Key Points

  • Treatment with a BRAF and MEK inhibitor can achieve a sustained response in BRAFV600-mutant Langerhans cell histiocytosis.

  • Detection of plasma BRAFV600-mutant circulating tumor DNA is a promising biomarker for monitoring disease activity in this entity.

Introduction

Langerhans cell histiocytosis (LCH) is a rare CD1a+ malignancy derived from myeloid progenitor cells.1  It can affect any organ, but it affects mostly the skeleton. Signal proteins in the mitogen-activated protein kinase (MAPK) pathway (or RAS-RAF-MEK-ERK pathway) are frequently mutated in LCH and lead to the constitutive activation of this oncogenic pathway. Activating BRAF mutations at the V600E position are present in ∼50% of cases, and mutations in MAP2K1/MEK1 encoding MEK are found in 19% of cases. These mutations are mutually exclusive.2,3 

There are multiple reports of the successful treatment of BRAFV600-mutant LCH with BRAF inhibitors (vemurafenib and dabrafenib) as monotherapy. A response rate of 61.5% was reported with vemurafenib in a phase 2 trial involving patients with BRAFV600-mutant LCH and Erdheim-Chester disease (ECD; a CD1a non-Langerhans histiocytic disorder characterized by a BRAFV600E mutation in 50% of cases).4  In BRAFV600-mutant melanoma, dual blockade of the MAPK pathway using a BRAF plus MEK inhibitor results in higher efficacy and less toxicity compared with monotherapy with a BRAF inhibitor (ie, combination therapy eliminated the incidence of BRAF inhibitor–induced palmoplantar hyperkeratosis and secondary skin malignancies, including skin papilloma, keratoacanthoma, and cutaneous squamous cell carcinoma).5-7  The potential of combined BRAF-MEK inhibition has not been fully explored in BRAF-mutant histiocytoses.

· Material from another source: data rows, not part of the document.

//! WebSocket session pump.
//!
//! Drives one established connection: forwards queued outbound frames
//! to the socket and hands every inbound text frame, in arrival order,
//! to the dispatch channel. Returns when the socket closes, fails, or
//! the session is cancelled.

use futures::{SinkExt, StreamExt};
use tokio::sync::mpsc;
use tokio_tungstenite::tungstenite::protocol::frame::coding::CloseCode;
use tokio_tungstenite::tungstenite::protocol::CloseFrame;
use tokio_tungstenite::tungstenite::Message;
use tokio_util::sync::CancellationToken;

use crate::client::WsStream;
use crate::events::Inbound;

/// How a session ended.
#[derive(Debug, Clone, PartialEq, Eq)]
pub enum SessionEnd {
    /// The peer sent a Close frame (with its code, when present).
    Closed { code: Option<u16> },
    /// The socket errored or the stream ended without a Close frame.
    Failed(String),
    /// The local side tore the session down.
    Cancelled,
}

impl SessionEnd {
    /// Close code to feed the reconnect policy. Failures have none.
    pub fn close_code(&self) -> Option<u16> {
        match self {
            Self::Closed { code } => *code,
            Self::Failed(_) => None,
            Self::Cancelled => Some(u16::from(CloseCode::Normal)),
        }
    }
}

/// Pump frames until the session ends.
///
/// On cancellation a Close frame with the normal-closure code is sent
/// before returning.
pub async fn run_session(
    ws_stream: WsStream,
    mut outbound: mpsc::UnboundedReceiver<Message>,
    inbound: &mpsc::UnboundedSender<Inbound>,
    cancel: &CancellationToken,
) -> SessionEnd {
    let (mut sink, mut stream) = ws_stream.split();

    loop {
        tokio::select! {
            _ = cancel.cancelled() => {
                let close = Message::Close(Some(CloseFrame {
                    code: CloseCode::Normal,
                    reason: "client disconnect".into(),
                }));
                if let Err(e) = sink.send(close).await {
                    tracing::debug!(error = %e, "Close frame not delivered");
                }
                return SessionEnd::Cancelled;
            }
            Some(frame) = outbound.recv() => {
                if let Err(e) = sink.send(frame).await {
                    tracing::error!(error = %e, "Failed to send frame");
                    return SessionEnd::Failed(e.to_string());
                }
            }
            msg = stream.next() => {
                match msg {
                    Some(Ok(Message::Text(text))) => {
                        if inbound.send(Inbound::Frame(text)).is_err() {
                            tracing::warn!("Dispatch loop gone, dropping inbound frame");
                        }
                    }
                    Some(Ok(Message::Binary(bytes))) => {
                        tracing::trace!(len = bytes.len(), "Ignoring binary frame");
                    }
                    Some(Ok(Message::Ping(_) | Message::Pong(_))) => {
                        // Handled automatically by tungstenite.
                    }
                    Some(Ok(Message::Close(frame))) => {
                        tracing::info!(?frame, "Job runner closed WebSocket");
                        return SessionEnd::Closed {
                            code: frame.map(|f| u16::from(f.code)),
                        };
                    }
                    Some(Ok(Message::Frame(_))) => {}
                    Some(Err(e)) => {
                        tracing::error!(error = %e, "WebSocket receive error");
                        return SessionEnd::Failed(e.to_string());
                    }
                    None => {
                        tracing::info!("WebSocket stream exhausted");
                        return SessionEnd::Failed("stream ended without close frame".into());
                    }
                }
            }
        }
    }
}

#[cfg(test)]
mod tests {
    use super::*;

    #[test]
    fn close_codes_for_reconnect_policy() {
        assert_eq!(SessionEnd::Closed { code: Some(1006) }.close_code(), Some(1006));
        assert_eq!(SessionEnd::Closed { code: None }.close_code(), None);
        assert_eq!(SessionEnd::Failed("x".into()).close_code(), None);
        assert_eq!(SessionEnd::Cancelled.close_code(), Some(1000));
    }
}
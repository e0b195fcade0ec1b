//! External message observers.
//!
//! Observers see every well-formed inbound frame, in registration order,
//! before it is dispatched. A panicking observer is logged and skipped.

use std::panic::{catch_unwind, AssertUnwindSafe};
use std::sync::{Arc, Mutex, MutexGuard, PoisonError, Weak};

/// Callback invoked with each raw inbound frame.
pub type Observer = Arc<dyn Fn(&serde_json::Value) + Send + Sync>;

#[derive(Default)]
struct Registry {
    next_id: u64,
    observers: Vec<(u64, Observer)>,
}

/// Open set of frame observers. Clones share the same set.
#[derive(Clone, Default)]
pub struct ObserverRegistry {
    inner: Arc<Mutex<Registry>>,
}

/// Handle returned by [`ObserverRegistry::register`].
///
/// Dropping it keeps the observer registered; call
/// [`Subscription::unsubscribe`] to remove it.
#[derive(Debug)]
#[must_use = "dropping the subscription makes the observer permanent"]
pub struct Subscription {
    id: u64,
    registry: Weak<Mutex<Registry>>,
}

impl Subscription {
    /// Remove the observer. Returns `false` if it was already gone.
    pub fn unsubscribe(self) -> bool {
        let Some(registry) = self.registry.upgrade() else {
            return false;
        };
        let mut registry = registry.lock().unwrap_or_else(PoisonError::into_inner);
        let before = registry.observers.len();
        registry.observers.retain(|(id, _)| *id != self.id);
        registry.observers.len() != before
    }
}

impl ObserverRegistry {
    pub fn new() -> Self {
        Self::default()
    }

    fn lock(&self) -> MutexGuard<'_, Registry> {
        self.inner.lock().unwrap_or_else(PoisonError::into_inner)
    }

    pub fn register<F>(&self, observer: F) -> Subscription
    where
        F: Fn(&serde_json::Value) + Send + Sync + 'static,
    {
        let mut registry = self.lock();
        registry.next_id += 1;
        let id = registry.next_id;
        registry.observers.push((id, Arc::new(observer)));
        Subscription {
            id,
            registry: Arc::downgrade(&self.inner),
        }
    }

    pub fn len(&self) -> usize {
        self.lock().observers.len()
    }

    pub fn is_empty(&self) -> bool {
        self.len() == 0
    }

    /// Invoke every observer with `frame`.
    ///
    /// The set is snapshotted first, so observers may register or
    /// unsubscribe from inside the callback.
    pub fn notify(&self, frame: &serde_json::Value) {
        let observers: Vec<(u64, Observer)> = self.lock().observers.clone();

        for (id, observer) in observers {
            if catch_unwind(AssertUnwindSafe(|| observer(frame))).is_err() {
                tracing::error!(observer_id = id, "Message observer panicked");
            }
        }
    }
}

Quantitative assessment of plasma BRAFV600-mutant circulating tumor DNA (ctDNA) offers a reliable noninvasive method for diagnosing and monitoring patients with BRAFV600-mutant melanoma during treatment with BRAF-MEK inhibitors.8  It has been proposed as a complementary diagnostic tool in BRAFV600-mutant histiocytoses.9  Plasma BRAFV600-mutant ctDNA has been investigated in case series of LCH as a monitoring tool during treatment with chemotherapy, in which a decrease in ctDNA correlated with disease response.10,11 

Case description

We report the case of an adult patient with LCH who was treated with the combination of dabrafenib (BRAF inhibitor) and trametinib (MEK inhibitor). Serial measurements of the copy number of plasma BRAFV600E-mutant ctDNA reflected the response to therapy, early relapse after treatment interruption, and successful retreatment.

Methods

Quantification of BRAFV600-mutant ctDNA was performed by using blood collected at baseline and at multiple time points during treatment. Blood samples were processed and analyzed as reported previously.8  Fluorodeoxyglucose positron emission tomography/computed tomography (FDG-PET/CT) was performed for metabolic staging. Amplicon sequencing of exons 11 and 15 of the BRAF gene was performed on the tissue sample. Next-generation sequencing analysis was performed twice to achieve a mean of 500 reads for each exon. The patient provided written informed consent by using a local medical ethics committee-approved form.

Results and discussion

A 41-year-old woman was diagnosed in August 2009 with central diabetes insipidus. Imaging of the pituitary gland was compatible with hypophysitis. An extensive work-up was not suggestive for autoimmune disease, sarcoidosis, or histiocytosis. She was treated with desmopressin.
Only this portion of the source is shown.